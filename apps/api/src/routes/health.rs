use axum::extract::State;
use axum::Json;
use serde_json::{json, Value};

use crate::state::AppState;

/// GET /health
/// Returns a simple status object with service version.
pub async fn health_handler(State(state): State<AppState>) -> Json<Value> {
    Json(json!({
        "status": "ok",
        "version": env!("CARGO_PKG_VERSION"),
        "service": "screening-api",
        "store": state.screening.store_backend()
    }))
}

/// GET /api/v1
pub async fn banner_handler() -> Json<Value> {
    Json(json!({
        "message": "TalentScout Hiring Assistant API",
        "version": env!("CARGO_PKG_VERSION")
    }))
}
//! Turn API: load state, run the engine, persist, answer.
//!
//! Turns for the same session are serialized through a per-session async
//! mutex so two concurrent sends cannot both read the same state and lose one
//! of the writes. Different sessions never wait on each other.

use std::collections::HashMap;
use std::sync::{Arc, Mutex as StdMutex, PoisonError};

use chrono::{DateTime, Utc};
use serde::Serialize;
use tokio::sync::Mutex;
use tracing::info;
use uuid::Uuid;

use crate::errors::AppError;
use crate::screening::engine::ConversationEngine;
use crate::screening::models::{CandidateProfile, ConversationState, Message, Step};
use crate::screening::validation::Sentiment;
use crate::store::SessionStore;

/// Upper bound for the completed-candidates listing.
pub const COMPLETED_PROFILES_LIMIT: usize = 100;
const MAX_MESSAGE_CHARS: usize = 4000;

#[derive(Debug, Serialize)]
pub struct SessionCreated {
    pub session_id: Uuid,
    pub message: Message,
    pub step: Step,
    pub progress: u8,
}

#[derive(Debug, Serialize)]
pub struct TurnResponse {
    pub session_id: Uuid,
    pub bot_messages: Vec<Message>,
    pub step: Step,
    pub profile: CandidateProfile,
    pub progress: u8,
}

#[derive(Debug, Serialize)]
pub struct CompletedProfile {
    pub session_id: Uuid,
    pub step: Step,
    pub profile: CandidateProfile,
    pub questions_answered: usize,
    pub completed_at: DateTime<Utc>,
}

#[derive(Debug, Serialize)]
pub struct QuestionAnswer {
    pub question: String,
    pub technology: String,
    pub answer: Option<String>,
    pub sentiment: Option<Sentiment>,
}

#[derive(Debug, Serialize)]
pub struct TranscriptExport {
    pub session_id: Uuid,
    pub step: Step,
    pub profile: CandidateProfile,
    pub questions_and_answers: Vec<QuestionAnswer>,
    pub transcript: Vec<Message>,
    pub exported_at: DateTime<Utc>,
}

impl From<&ConversationState> for CompletedProfile {
    fn from(state: &ConversationState) -> Self {
        Self {
            session_id: state.id,
            step: state.step,
            profile: state.profile.clone(),
            questions_answered: state.answered_count(),
            completed_at: state.updated_at,
        }
    }
}

pub struct ScreeningService {
    store: Arc<dyn SessionStore>,
    engine: ConversationEngine,
    locks: LockMap,
}

type LockMap = StdMutex<HashMap<Uuid, Arc<Mutex<()>>>>;

/// A turn's claim on one session's lock-map entry.
///
/// The entry is pruned when the last claim goes away, including when the
/// turn future is dropped before it finishes.
struct SessionLock<'a> {
    locks: &'a LockMap,
    id: Uuid,
    lock: Arc<Mutex<()>>,
}

impl<'a> SessionLock<'a> {
    fn claim(locks: &'a LockMap, id: Uuid) -> Self {
        let lock = locks
            .lock()
            .unwrap_or_else(PoisonError::into_inner)
            .entry(id)
            .or_default()
            .clone();
        Self { locks, id, lock }
    }
}

impl Drop for SessionLock<'_> {
    fn drop(&mut self) {
        let mut locks = self.locks.lock().unwrap_or_else(PoisonError::into_inner);
        // Only the map and this claim remain; new claims clone under the map lock.
        if Arc::strong_count(&self.lock) == 2 {
            locks.remove(&self.id);
        }
    }
}

impl ScreeningService {
    pub fn new(store: Arc<dyn SessionStore>, engine: ConversationEngine) -> Self {
        Self {
            store,
            engine,
            locks: StdMutex::new(HashMap::new()),
        }
    }

    pub fn store_backend(&self) -> &'static str {
        self.store.backend()
    }

    pub async fn create_session(&self) -> Result<SessionCreated, AppError> {
        let state = self.engine.start_session();
        self.store.put(&state).await?;
        info!(session_id = %state.id, "Screening session created");

        let message = state
            .transcript
            .last()
            .cloned()
            .unwrap_or_else(crate::screening::messages::greeting);
        Ok(SessionCreated {
            session_id: state.id,
            message,
            step: state.step,
            progress: state.step.progress_percent(),
        })
    }

    pub async fn get_session(&self, id: Uuid) -> Result<ConversationState, AppError> {
        self.store
            .get(id)
            .await?
            .ok_or(AppError::SessionNotFound(id))
    }

    pub async fn send_turn(&self, id: Uuid, text: &str) -> Result<TurnResponse, AppError> {
        // Blank input is an ordinary turn: the engine re-prompts or advances.
        if text.chars().count() > MAX_MESSAGE_CHARS {
            return Err(AppError::Validation(format!(
                "message must be at most {MAX_MESSAGE_CHARS} characters"
            )));
        }

        let claim = SessionLock::claim(&self.locks, id);
        let _guard = claim.lock.lock().await;

        self.run_turn(id, text).await
    }

    async fn run_turn(&self, id: Uuid, text: &str) -> Result<TurnResponse, AppError> {
        let state = self.get_session(id).await?;
        let outcome = self.engine.handle_turn(state, text).await;
        self.store.put(&outcome.state).await?;

        let state = outcome.state;
        Ok(TurnResponse {
            session_id: state.id,
            bot_messages: outcome.bot_messages,
            step: state.step,
            progress: state.step.progress_percent(),
            profile: state.profile,
        })
    }

    pub async fn completed_profiles(&self) -> Result<Vec<CompletedProfile>, AppError> {
        let states = self
            .store
            .completed_profiles(COMPLETED_PROFILES_LIMIT)
            .await?;
        Ok(states.iter().map(CompletedProfile::from).collect())
    }

    pub async fn transcript_export(&self, id: Uuid) -> Result<TranscriptExport, AppError> {
        let state = self.get_session(id).await?;
        let questions_and_answers = state
            .questions
            .iter()
            .map(|q| QuestionAnswer {
                question: q.text.clone(),
                technology: q.technology.clone(),
                answer: q.answer.clone(),
                sentiment: q.sentiment,
            })
            .collect();

        Ok(TranscriptExport {
            session_id: state.id,
            step: state.step,
            profile: state.profile,
            questions_and_answers,
            transcript: state.transcript,
            exported_at: Utc::now(),
        })
    }

    #[cfg(test)]
    fn tracked_locks(&self) -> usize {
        self.locks.lock().unwrap_or_else(PoisonError::into_inner).len()
    }
}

### TASK REQUIREMENTS
With every line intact, print the records above again.

### RESPONSE FOR THIS EXERCISE
filename apps/api/src/routes/health.rs
use axum::extract::State;
use axum::Json;
use serde_json::{json, Value};

use crate::state::AppState;

/// GET /health
/// Returns a simple status object with service version.
pub async fn health_handler(State(state): State<AppState>) -> Json<Value> {
    Json(json!({
        "status": "ok",
        "version": env!("CARGO_PKG_VERSION"),
        "service": "screening-api",
        "store": state.screening.store_backend()
    }))
}

/// GET /api/v1
pub async fn banner_handler() -> Json<Value> {
    Json(json!({
        "message": "TalentScout Hiring Assistant API",
        "version": env!("CARGO_PKG_VERSION")
    }))
}
//! Turn API: load state, run the engine, persist, answer.
//!
//! Turns for the same session are serialized through a per-session async
//! mutex so two concurrent sends cannot both read the same state and lose one
//! of the writes. Different sessions never wait on each other.

use std::collections::HashMap;
use std::sync::{Arc, Mutex as StdMutex, PoisonError};

use chrono::{DateTime, Utc};
use serde::Serialize;
use tokio::sync::Mutex;
use tracing::info;
use uuid::Uuid;

use crate::errors::AppError;
use crate::screening::engine::ConversationEngine;
use crate::screening::models::{CandidateProfile, ConversationState, Message, Step};
use crate::screening::validation::Sentiment;
use crate::store::SessionStore;

/// Upper bound for the completed-candidates listing.
pub const COMPLETED_PROFILES_LIMIT: usize = 100;
const MAX_MESSAGE_CHARS: usize = 4000;

#[derive(Debug, Serialize)]
pub struct SessionCreated {
    pub session_id: Uuid,
    pub message: Message,
    pub step: Step,
    pub progress: u8,
}

#[derive(Debug, Serialize)]
pub struct TurnResponse {
    pub session_id: Uuid,
    pub bot_messages: Vec<Message>,
    pub step: Step,
    pub profile: CandidateProfile,
    pub progress: u8,
}

#[derive(Debug, Serialize)]
pub struct CompletedProfile {
    pub session_id: Uuid,
    pub step: Step,
    pub profile: CandidateProfile,
    pub questions_answered: usize,
    pub completed_at: DateTime<Utc>,
}

#[derive(Debug, Serialize)]
pub struct QuestionAnswer {
    pub question: String,
    pub technology: String,
    pub answer: Option<String>,
    pub sentiment: Option<Sentiment>,
}

#[derive(Debug, Serialize)]
pub struct TranscriptExport {
    pub session_id: Uuid,
    pub step: Step,
    pub profile: CandidateProfile,
    pub questions_and_answers: Vec<QuestionAnswer>,
    pub transcript: Vec<Message>,
    pub exported_at: DateTime<Utc>,
}

impl From<&ConversationState> for CompletedProfile {
    fn from(state: &ConversationState) -> Self {
        Self {
            session_id: state.id,
            step: state.step,
            profile: state.profile.clone(),
            questions_answered: state.answered_count(),
            completed_at: state.updated_at,
        }
    }
}

pub struct ScreeningService {
    store: Arc<dyn SessionStore>,
    engine: ConversationEngine,
    locks: LockMap,
}

type LockMap = StdMutex<HashMap<Uuid, Arc<Mutex<()>>>>;

/// A turn's claim on one session's lock-map entry.
///
/// The entry is pruned when the last claim goes away, including when the
/// turn future is dropped before it finishes.
struct SessionLock<'a> {
    locks: &'a LockMap,
    id: Uuid,
    lock: Arc<Mutex<()>>,
}

impl<'a> SessionLock<'a> {
    fn claim(locks: &'a LockMap, id: Uuid) -> Self {
        let lock = locks
            .lock()
            .unwrap_or_else(PoisonError::into_inner)
            .entry(id)
            .or_default()
            .clone();
        Self { locks, id, lock }
    }
}

impl Drop for SessionLock<'_> {
    fn drop(&mut self) {
        let mut locks = self.locks.lock().unwrap_or_else(PoisonError::into_inner);
        // Only the map and this claim remain; new claims clone under the map lock.
        if Arc::strong_count(&self.lock) == 2 {
            locks.remove(&self.id);
        }
    }
}

impl ScreeningService {
    pub fn new(store: Arc<dyn SessionStore>, engine: ConversationEngine) -> Self {
        Self {
            store,
            engine,
            locks: StdMutex::new(HashMap::new()),
        }
    }

    pub fn store_backend(&self) -> &'static str {
        self.store.backend()
    }

    pub async fn create_session(&self) -> Result<SessionCreated, AppError> {
        let state = self.engine.start_session();
        self.store.put(&state).await?;
        info!(session_id = %state.id, "Screening session created");

        let message = state
            .transcript
            .last()
            .cloned()
            .unwrap_or_else(crate::screening::messages::greeting);
        Ok(SessionCreated {
            session_id: state.id,
            message,
            step: state.step,
            progress: state.step.progress_percent(),
        })
    }

    pub async fn get_session(&self, id: Uuid) -> Result<ConversationState, AppError> {
        self.store
            .get(id)
            .await?
            .ok_or(AppError::SessionNotFound(id))
    }

    pub async fn send_turn(&self, id: Uuid, text: &str) -> Result<TurnResponse, AppError> {
        // Blank input is an ordinary turn: the engine re-prompts or advances.
        if text.chars().count() > MAX_MESSAGE_CHARS {
            return Err(AppError::Validation(format!(
                "message must be at most {MAX_MESSAGE_CHARS} characters"
            )));
        }

        let claim = SessionLock::claim(&self.locks, id);
        let _guard = claim.lock.lock().await;

        self.run_turn(id, text).await
    }

    async fn run_turn(&self, id: Uuid, text: &str) -> Result<TurnResponse, AppError> {
        let state = self.get_session(id).await?;
        let outcome = self.engine.handle_turn(state, text).await;
        self.store.put(&outcome.state).await?;

        let state = outcome.state;
        Ok(TurnResponse {
            session_id: state.id,
            bot_messages: outcome.bot_messages,
            step: state.step,
            progress: state.step.progress_percent(),
            profile: state.profile,
        })
    }

    pub async fn completed_profiles(&self) -> Result<Vec<CompletedProfile>, AppError> {
        let states = self
            .store
            .completed_profiles(COMPLETED_PROFILES_LIMIT)
            .await?;
        Ok(states.iter().map(CompletedProfile::from).collect())
    }

    pub async fn transcript_export(&self, id: Uuid) -> Result<TranscriptExport, AppError> {
        let state = self.get_session(id).await?;
        let questions_and_answers = state
            .questions
            .iter()
            .map(|q| QuestionAnswer {
                question: q.text.clone(),
                technology: q.technology.clone(),
                answer: q.answer.clone(),
                sentiment: q.sentiment,
            })
            .collect();

        Ok(TranscriptExport {
            session_id: state.id,
            step: state.step,
            profile: state.profile,
            questions_and_answers,
            transcript: state.transcript,
            exported_at: Utc::now(),
        })
    }

    #[cfg(test)]
    fn tracked_locks(&self) -> usize {
        self.locks.lock().unwrap_or_else(PoisonError::into_inner).len()
    }
}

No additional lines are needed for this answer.